[Saved entries]
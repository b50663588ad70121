//! Cache Statistics Module
//!
//! Counters exposed as the cache's observability hooks.

use serde::Serialize;

// == Cache Stats ==
/// Tracks cache performance metrics.
#[derive(Debug, Clone, Default, PartialEq, Serialize)]
pub struct CacheStats {
    /// Reads that returned a live value
    pub hits: u64,
    /// Reads that found nothing or found an expired entry
    pub misses: u64,
    /// Entries dropped to make room for a new key
    pub evictions: u64,
    /// Entries removed because a read found them expired
    pub expirations: u64,
    /// Current number of entries in the cache
    pub total_entries: usize,
}

impl CacheStats {
    // == Constructor ==
    /// Creates a new CacheStats with all counters at zero.
    pub fn new() -> Self {
        Self::default()
    }

    // == Hit Rate ==
    /// Returns hits / (hits + misses), or 0.0 if no reads have been made.
    pub fn hit_rate(&self) -> f64 {
        let total = self.hits + self.misses;
        if total == 0 {
            0.0
        } else {
            self.hits as f64 / total as f64
        }
    }

    pub fn record_hit(&mut self) {
        self.hits += 1;
    }

    pub fn record_miss(&mut self) {
        self.misses += 1;
    }

    pub fn record_eviction(&mut self) {
        self.evictions += 1;
    }

    /// An expired read is both an expiration and a miss.
    pub fn record_expiration(&mut self) {
        self.expirations += 1;
        self.misses += 1;
    }

    pub fn set_total_entries(&mut self, count: usize) {
        self.total_entries = count;
    }
}
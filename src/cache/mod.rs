//! Cache Module
//!
//! Bounded in-memory response cache with TTL expiration and LRU eviction.

mod entry;
mod lru;
mod stats;
mod store;

#[cfg(test)]
mod property_tests;

// Re-export public types
pub use entry::{CacheEntry, MAX_TTL};
pub use lru::LruTracker;
pub use stats::CacheStats;
pub use store::{ResponseCache, SharedCache};
//! Configuration Module
//!
//! Handles loading and managing gateway configuration from environment variables.

use std::env;
use std::time::Duration;

/// Public TheMealDB endpoint (free test key)
pub const DEFAULT_MEALDB_BASE_URL: &str = "https://www.themealdb.com/api/json/v1/1";
/// Gemini REST endpoint
pub const DEFAULT_GEMINI_BASE_URL: &str = "https://generativelanguage.googleapis.com/v1beta";
/// Model used for chef tips
pub const DEFAULT_GEMINI_MODEL: &str = "gemini-2.5-flash";

/// Gateway configuration parameters.
///
/// All values can be configured via environment variables with sensible defaults.
#[derive(Debug, Clone)]
pub struct Config {
    /// Maximum number of entries the response cache can hold
    pub max_entries: usize,
    /// Default TTL in seconds for cached upstream responses
    pub default_ttl: u64,
    /// HTTP server port
    pub server_port: u16,
    /// Base URL of the recipe API
    pub mealdb_base_url: String,
    /// Timeout in seconds for every upstream request
    pub request_timeout: u64,
    /// Gemini API key; chef features degrade to fallback text without it
    pub gemini_api_key: Option<String>,
    /// Gemini model name
    pub gemini_model: String,
    /// Base URL of the Gemini REST API
    pub gemini_base_url: String,
}

impl Config {
    /// Creates a new Config by loading values from environment variables.
    ///
    /// # Environment Variables
    /// - `MAX_ENTRIES` - Maximum cache entries (default: 100)
    /// - `DEFAULT_TTL` - Default cache TTL in seconds (default: 600)
    /// - `SERVER_PORT` - HTTP server port (default: 3000)
    /// - `MEALDB_BASE_URL` - Recipe API base URL
    /// - `REQUEST_TIMEOUT` - Upstream timeout in seconds (default: 10)
    /// - `GEMINI_API_KEY` or `API_KEY` - Gemini credentials (default: unset)
    /// - `GEMINI_MODEL` - Gemini model (default: gemini-2.5-flash)
    /// - `GEMINI_BASE_URL` - Gemini API base URL
    pub fn from_env() -> Self {
        let defaults = Self::default();
        Self {
            max_entries: parse_var("MAX_ENTRIES").unwrap_or(defaults.max_entries),
            default_ttl: parse_var("DEFAULT_TTL").unwrap_or(defaults.default_ttl),
            server_port: parse_var("SERVER_PORT").unwrap_or(defaults.server_port),
            mealdb_base_url: string_var("MEALDB_BASE_URL").unwrap_or(defaults.mealdb_base_url),
            request_timeout: parse_var("REQUEST_TIMEOUT").unwrap_or(defaults.request_timeout),
            gemini_api_key: string_var("GEMINI_API_KEY").or_else(|| string_var("API_KEY")),
            gemini_model: string_var("GEMINI_MODEL").unwrap_or(defaults.gemini_model),
            gemini_base_url: string_var("GEMINI_BASE_URL").unwrap_or(defaults.gemini_base_url),
        }
    }

    /// Default cache TTL as a Duration.
    pub fn cache_default_ttl(&self) -> Duration {
        Duration::from_secs(self.default_ttl)
    }

    /// Upstream request timeout as a Duration.
    pub fn request_timeout(&self) -> Duration {
        Duration::from_secs(self.request_timeout)
    }
}

fn parse_var<T: std::str::FromStr>(name: &str) -> Option<T> {
    env::var(name).ok().and_then(|v| v.trim().parse().ok())
}

fn string_var(name: &str) -> Option<String> {
    env::var(name)
        .ok()
        .map(|v| v.trim().to_string())
        .filter(|v| !v.is_empty())
}

impl Default for Config {
    fn default() -> Self {
        Self {
            max_entries: 100,
            default_ttl: 600,
            server_port: 3000,
            mealdb_base_url: DEFAULT_MEALDB_BASE_URL.to_string(),
            request_timeout: 10,
            gemini_api_key: None,
            gemini_model: DEFAULT_GEMINI_MODEL.to_string(),
            gemini_base_url: DEFAULT_GEMINI_BASE_URL.to_string(),
        }
    }
}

What the task asks = Give back each line above precisely as it stands.

Output for this task =
repository b50663588ad70121
//! Cache Statistics Module
//!
//! Counters exposed as the cache's observability hooks.

use serde::Serialize;

// == Cache Stats ==
/// Tracks cache performance metrics.
#[derive(Debug, Clone, Default, PartialEq, Serialize)]
pub struct CacheStats {
    /// Reads that returned a live value
    pub hits: u64,
    /// Reads that found nothing or found an expired entry
    pub misses: u64,
    /// Entries dropped to make room for a new key
    pub evictions: u64,
    /// Entries removed because a read found them expired
    pub expirations: u64,
    /// Current number of entries in the cache
    pub total_entries: usize,
}

impl CacheStats {
    // == Constructor ==
    /// Creates a new CacheStats with all counters at zero.
    pub fn new() -> Self {
        Self::default()
    }

    // == Hit Rate ==
    /// Returns hits / (hits + misses), or 0.0 if no reads have been made.
    pub fn hit_rate(&self) -> f64 {
        let total = self.hits + self.misses;
        if total == 0 {
            0.0
        } else {
            self.hits as f64 / total as f64
        }
    }

    pub fn record_hit(&mut self) {
        self.hits += 1;
    }

    pub fn record_miss(&mut self) {
        self.misses += 1;
    }

    pub fn record_eviction(&mut self) {
        self.evictions += 1;
    }

    /// An expired read is both an expiration and a miss.
    pub fn record_expiration(&mut self) {
        self.expirations += 1;
        self.misses += 1;
    }

    pub fn set_total_entries(&mut self, count: usize) {
        self.total_entries = count;
    }
}
filename src/cache/mod.rs
//! Cache Module
//!
//! Bounded in-memory response cache with TTL expiration and LRU eviction.

mod entry;
mod lru;
mod stats;
mod store;

#[cfg(test)]
mod property_tests;

// Re-export public types
pub use entry::{CacheEntry, MAX_TTL};
pub use lru::LruTracker;
pub use stats::CacheStats;
pub use store::{ResponseCache, SharedCache};
//! Configuration Module
//!
//! Handles loading and managing gateway configuration from environment variables.

use std::env;
use std::time::Duration;

/// Public TheMealDB endpoint (free test key)
pub const DEFAULT_MEALDB_BASE_URL: &str = "https://www.themealdb.com/api/json/v1/1";
/// Gemini REST endpoint
pub const DEFAULT_GEMINI_BASE_URL: &str = "https://generativelanguage.googleapis.com/v1beta";
/// Model used for chef tips
pub const DEFAULT_GEMINI_MODEL: &str = "gemini-2.5-flash";

/// Gateway configuration parameters.
///
/// All values can be configured via environment variables with sensible defaults.
#[derive(Debug, Clone)]
pub struct Config {
    /// Maximum number of entries the response cache can hold
    pub max_entries: usize,
    /// Default TTL in seconds for cached upstream responses
    pub default_ttl: u64,
    /// HTTP server port
    pub server_port: u16,
    /// Base URL of the recipe API
    pub mealdb_base_url: String,
    /// Timeout in seconds for every upstream request
    pub request_timeout: u64,
    /// Gemini API key; chef features degrade to fallback text without it
    pub gemini_api_key: Option<String>,
    /// Gemini model name
    pub gemini_model: String,
    /// Base URL of the Gemini REST API
    pub gemini_base_url: String,
}

impl Config {
    /// Creates a new Config by loading values from environment variables.
    ///
    /// # Environment Variables
    /// - `MAX_ENTRIES` - Maximum cache entries (default: 100)
    /// - `DEFAULT_TTL` - Default cache TTL in seconds (default: 600)
    /// - `SERVER_PORT` - HTTP server port (default: 3000)
    /// - `MEALDB_BASE_URL` - Recipe API base URL
    /// - `REQUEST_TIMEOUT` - Upstream timeout in seconds (default: 10)
    /// - `GEMINI_API_KEY` or `API_KEY` - Gemini credentials (default: unset)
    /// - `GEMINI_MODEL` - Gemini model (default: gemini-2.5-flash)
    /// - `GEMINI_BASE_URL` - Gemini API base URL
    pub fn from_env() -> Self {
        let defaults = Self::default();
        Self {
            max_entries: parse_var("MAX_ENTRIES").unwrap_or(defaults.max_entries),
            default_ttl: parse_var("DEFAULT_TTL").unwrap_or(defaults.default_ttl),
            server_port: parse_var("SERVER_PORT").unwrap_or(defaults.server_port),
            mealdb_base_url: string_var("MEALDB_BASE_URL").unwrap_or(defaults.mealdb_base_url),
            request_timeout: parse_var("REQUEST_TIMEOUT").unwrap_or(defaults.request_timeout),
            gemini_api_key: string_var("GEMINI_API_KEY").or_else(|| string_var("API_KEY")),
            gemini_model: string_var("GEMINI_MODEL").unwrap_or(defaults.gemini_model),
            gemini_base_url: string_var("GEMINI_BASE_URL").unwrap_or(defaults.gemini_base_url),
        }
    }

    /// Default cache TTL as a Duration.
    pub fn cache_default_ttl(&self) -> Duration {
        Duration::from_secs(self.default_ttl)
    }

    /// Upstream request timeout as a Duration.
    pub fn request_timeout(&self) -> Duration {
        Duration::from_secs(self.request_timeout)
    }
}

fn parse_var<T: std::str::FromStr>(name: &str) -> Option<T> {
    env::var(name).ok().and_then(|v| v.trim().parse().ok())
}

fn string_var(name: &str) -> Option<String> {
    env::var(name)
        .ok()
        .map(|v| v.trim().to_string())
        .filter(|v| !v.is_empty())
}

impl Default for Config {
    fn default() -> Self {
        Self {
            max_entries: 100,
            default_ttl: 600,
            server_port: 3000,
            mealdb_base_url: DEFAULT_MEALDB_BASE_URL.to_string(),
            request_timeout: 10,
            gemini_api_key: None,
            gemini_model: DEFAULT_GEMINI_MODEL.to_string(),
            gemini_base_url: DEFAULT_GEMINI_BASE_URL.to_string(),
        }
    }
}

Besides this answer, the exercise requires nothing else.